🤖 AI Summary
This work reveals that large language models (LLMs) are highly sensitive to row and column ordering in table-based question answering, where semantically equivalent permutations can substantially degrade performance. The study introduces Adversarial Table Permutation (ATP), a gradient-based optimization method that efficiently generates table reorderings which preserve semantic content yet significantly impair model accuracy. Experimental results demonstrate that ATP consistently reduces performance across multiple state-of-the-art LLMs, exposing a pervasive vulnerability in their handling of structured data. This finding underscores the need for improved robustness mechanisms when processing tabular information and opens new avenues for enhancing model reliability in real-world applications involving structured inputs.
📝 Abstract
Large Language Models have achieved remarkable success and are increasingly deployed in critical applications involving tabular data, such as Table Question Answering.

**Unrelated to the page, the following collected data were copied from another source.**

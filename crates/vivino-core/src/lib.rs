pub mod app_config;
pub mod config;
pub mod filter;
pub mod search;
pub mod wine;

pub use app_config::AppConfig;
pub use config::{load_app_config, load_app_config_from_env};
pub use filter::apply_filters;
pub use search::{Destination, FilterBounds, SearchRequest};
pub use wine::WineRecord;

use thiserror::Error;

#[derive(Debug, Error)]
pub enum ConfigError {
    #[error("missing environment variable: {0}")]
    MissingEnvVar(String),

    #[error("invalid value for environment variable {var}: {reason}")]
    InvalidEnvVar { var: String, reason: String },
}

#[derive(Debug, Error, PartialEq)]
pub enum CoreError {
    #[error("search query must not be empty")]
    EmptyQuery,

    #[error("invalid filter bound {name}: {value} (must be a finite, non-negative number)")]
    InvalidBound { name: &'static str, value: f64 },
}
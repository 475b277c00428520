//! Wire types for the catalog's `ship_to` API.
//!
//! `PUT /api/ship_to/` accepts `{"country_code": "us", "state_code": "ca"}`
//! and echoes the effective destination back under `ship_to`. Codes come
//! back lowercase on some responses and uppercase on others, so callers
//! compare them case-insensitively.

use serde::{Deserialize, Serialize};
use vivino_core::Destination;

/// Request body for `PUT /api/ship_to/`.
#[derive(Debug, Serialize)]
pub struct ShipToRequest<'a> {
    pub country_code: &'a str,
    pub state_code: &'a str,
}

/// Response body from `PUT /api/ship_to/`.
#[derive(Debug, Deserialize)]
pub struct ShipToResponse {
    pub ship_to: ShipTo,
}

#[derive(Debug, Deserialize)]
pub struct ShipTo {
    pub country_code: String,
    /// Absent or `null` for countries without regional variants.
    #[serde(default)]
    pub state_code: Option<String>,
}

impl From<ShipTo> for Destination {
    fn from(ship_to: ShipTo) -> Self {
        Destination::new(ship_to.country_code, ship_to.state_code.unwrap_or_default())
    }
}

However, their robustness to the structure of this input remains a critical, unaddressed question. This paper demonstrates that modern LLMs exhibit a significant vulnerability to the layout of tabular data. Specifically, we show that semantically-invariant permutations of rows and columns - rearrangements that do not alter the table's underlying information - are sometimes sufficient to cause incorrect or inconsistent model outputs. To systematically probe this vulnerability, we introduce Adversarial Table Permutation, a novel, gradient-based attack that efficiently identifies worst-case permutations designed to maximally disrupt model performance. Our extensive experiments demonstrate that ATP significantly degrades the performance of a wide range of LLMs. This reveals a pervasive vulnerability across different model sizes and architectures, including the most recent and popular models. Our findings expose a fundamental weakness in how current LLMs process structured data, underscoring the urgent need to develop permutation-robust models for reliable, real-world applications.